Deporte y solidaridad: en cada experiencia, una enseñanza nueva

El deporte acompaña y se moviliza por los que más lo necesitan. Joselina Bitar, Carolina Berchin y Evangelina Cacciabue encabezan la movida de las ollas populares y comidas solidarias para ayudar a aquellos que menos tienen a través de alimentos, juguetes, golosinas y todo lo que sume para colaborar. También participa en ello la Agrupación Suma de Voluntades.

Tras una de las primeras experiencias en el barrio del Volcadero, Joselina, jugadora de rugby del Paraná Rowing Club contó cómo nació esta iniciativa y su visión respecto a la situación que viven las personas allí. “La idea surgió porque en nuestro trabajo nos toca visitar muchos lugares de asentamiento. En este caso fuimos al Volcadero y nos encariñamos mucho con la gente, con el “Oreja” que es el referente de ahí (Roberto Gómez); él es el que cocina para el barrio porque en cada lugar tienen un referente”, comenzó. “Realmente vimos la necesidad, la pobreza y que a veces la gente ahí come de la basura. Lo ví, tengo hasta fotos de eso. Ese día me fui llorando porque me causó demasiada impotencia”.

Por Antonella Toso Gemelli

Respecto de quienes participan en la iniciativa, Bitar explicó que los equipos tanto de futsal como de rugby de la ciudad se unieron para llevarla adelante. “Las chicas de futsal de Deportivo Máquina se encargaban de la comida, todo lo que era necesario para el guiso y las de rugby de Rowing de conseguir todo lo que era golosinas, juguetes y otras cosas para poder llevarles. Ahora tenemos pensado ir a otros lugares también, ir rotando. Nos encariñamos mucho con el Volcadero porque vimos su realidad así que estamos apostando a seguir haciéndolo en otros lugares, conseguir donaciones y al que quiera ayudarnos con ellas, será siempre bienvenido.”

Asimismo, planteó la posibilidad de darles a los chicos algo diferente que ellos puedan disfrutar. “Nos surgió la idea de conseguir donaciones e ir y cocinarles algo, primero hicimos un guiso. Ahora queremos hacerles algo que ellos casi nunca comen, por ejemplo, unas milanesas con papas fritas. Porque guiso capaz comen cinco días de los siete de la semana entonces queremos hacerles algo distinto”.

“Una de las cosas que nos llamó la atención fue la carita de los nenes cuando recibían su bolsita de caramelos.
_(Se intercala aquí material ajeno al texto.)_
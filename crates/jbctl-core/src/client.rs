// ── ControllerClient ──
//
// Two states, Disconnected and Connected. Every call runs to completion on
// the caller's thread; nothing is retried, cached, or scheduled.

use std::fmt;
use std::sync::Arc;

use jbctl_api::{ConnectParams, OperationRequest, Session, TransportFactory};
use secrecy::SecretString;
use strum::Display;
use tracing::{debug, info, warn};

use crate::address::ControllerAddress;
use crate::config::ClientSettings;
use crate::decode::{AttributeValue, decode_attribute_response};
use crate::error::CoreError;

#[derive(Debug, Clone, Copy, PartialEq, Eq, Display)]
#[strum(serialize_all = "lowercase")]
pub enum ConnectionState {
    Disconnected,
    Connected,
}

/// A client for one management controller.
///
/// Created disconnected. Dropping a connected client releases its session.
pub struct ControllerClient {
    address: ControllerAddress,
    factory: Arc<dyn TransportFactory>,
    session: Option<Box<dyn Session>>,
}

impl ControllerClient {
    pub fn new(address: ControllerAddress, factory: Arc<dyn TransportFactory>) -> Self {
        Self {
            address,
            factory,
            session: None,
        }
    }

    /// Build a client whose transport is resolved from `settings`.
    pub fn from_settings(settings: &ClientSettings) -> Result<Self, CoreError> {
        let factory = settings.transport_factory()?;
        debug!(transport = %settings.transport, "resolved transport");
        Ok(Self::new(settings.address.clone(), factory))
    }

    // ── Lifecycle ────────────────────────────────────────────────────

    /// Open a session. Connecting twice is tolerated and only logged.
    pub fn connect(&mut self) -> Result<(), CoreError> {
        if self.session.is_some() {
            warn!(address = %self.address, "already connected");
            return Ok(());
        }

        let params = ConnectParams {
            host: self.address.host(),
            port: self.address.port(),
            username: self.address.username(),
            password: self.address.password(),
        };
        debug!(?params, "connecting");

        let session =
            self.factory
                .connect(&params)
                .map_err(|source| CoreError::ConnectionFailed {
                    address: self.address.to_string(),
                    source,
                })?;

        self.session = Some(session);
        info!(address = %self.address, "connected");
        Ok(())
    }

    /// Release the session, if any. Always ends disconnected.
    pub fn disconnect(&mut self) {
        if let Some(mut session) = self.session.take() {
            session.disconnect();
            debug!(address = %self.address, "disconnected");
        }
    }

    pub fn is_connected(&self) -> bool {
        self.session.is_some()
    }

    pub fn connection_state(&self) -> ConnectionState {
        if self.is_connected() {
            ConnectionState::Connected
        } else {
            ConnectionState::Disconnected
        }
    }

    // ── Attribute reads ──────────────────────────────────────────────

    /// Read `attribute` of the resource at `path` (e.g. `/subsystem=web`).
    ///
    /// Returns `Ok(None)` when the attribute is undefined or unknown on an
    /// existing resource. A malformed path fails before anything is sent.
    pub fn get_attribute_value(
        &mut self,
        path: &str,
        attribute: &str,
    ) -> Result<Option<AttributeValue>, CoreError> {
        let Some(session) = self.session.as_mut() else {
            return Err(CoreError::NotConnected {
                address: self.address.to_string(),
            });
        };

        let command = format!("{path}:read-attribute(name={attribute})");
        let request = OperationRequest::parse(&command).map_err(CoreError::InvalidRequest)?;
        debug!(%request, "executing");

        let response = session.execute(&request).map_err(CoreError::Execution)?;
        decode_attribute_response(&response)
    }

    // ── Address ──────────────────────────────────────────────────────

    pub fn address(&self) -> &ControllerAddress {
        &self.address
    }

    /// Replace the address. A live session is kept; the new address takes
    /// effect on the next `connect`.
    pub fn set_controller_address(&mut self, address: ControllerAddress) {
        debug!(from = %self.address, to = %address, "controller address changed");
        self.address = address;
    }

    pub fn host(&self) -> &str {
        self.address.host()
    }

    pub fn port(&self) -> u16 {
        self.address.port()
    }

    pub fn username(&self) -> Option<&str> {
        self.address.username()
    }

    pub fn password(&self) -> Option<&SecretString> {
        self.address.password()
    }
}

impl Drop for ControllerClient {
    fn drop(&mut self) {
        self.disconnect();
    }
}

impl fmt::Display for ControllerClient {
    fn fmt(&self, f: &mut fmt::Formatter<'_>) -> fmt::Result {
        write!(f, "{}", self.address)
    }
}

impl fmt::Debug for ControllerClient {
    fn fmt(&self, f: &mut fmt::Formatter<'_>) -> fmt::Result {
        f.debug_struct("ControllerClient")
            .field("address", &self.address)
            .field("state", &self.connection_state())
            .finish_non_exhaustive()
    }
}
Nosotras le dábamos la porción de comida y la bolsita de caramelos. Ahí no es que no hay comida, ellos tienen su referente que justamente se ocupa de que siempre tengan para comer algo. Nosotras fuimos a cocinarles y él nos ayudó. Pero la carita de los nenes fue increíble”, contó conmocionada la jugadora de rugby.

En relación a quienes está dirigida la comida solidaria, comentó que “había personas mayores y menores. Iba un grupo de familia que llevaba su tupper, les preguntábamos cuántos eran y les dábamos la cantidad de porciones que necesitaban y dependiendo la cantidad de nenes, la cantidad de bolsitas de caramelos”.

La próxima vez se llevará a cabo en el barrio Villa María el 26 de septiembre y para colaborar con dicha iniciativa se pueden comunicar con la entrevistada a través de su teléfono personal (3434645558), con Evangelina Cacciabue (3435020382) o por las redes de los equipos (Deportivo Máquina y Rugby Rowing).

Para concluir, Joselina Bitar reflexionó acerca de la vivencia. “Fue una experiencia linda, te deja a pensar muchas otras cosas de la vida. Ví una realidad muy cruel, muy triste que no conocía. Ese día que fui al corazón del Volcadero, me fuí llorando de tristeza porque no puedo creer que en tan pocas cuadras haya tantas realidades distintas. Ahí, a pocas cuadras hay otra realidad, otro mundo, otro barrios, otra cosa. Todo esto nos movilizó muchísimo a nivel personas, nos hizo replantearnos a ser un poco más empáticos por el otro y pensar que no todos podemos tener lo mismo”.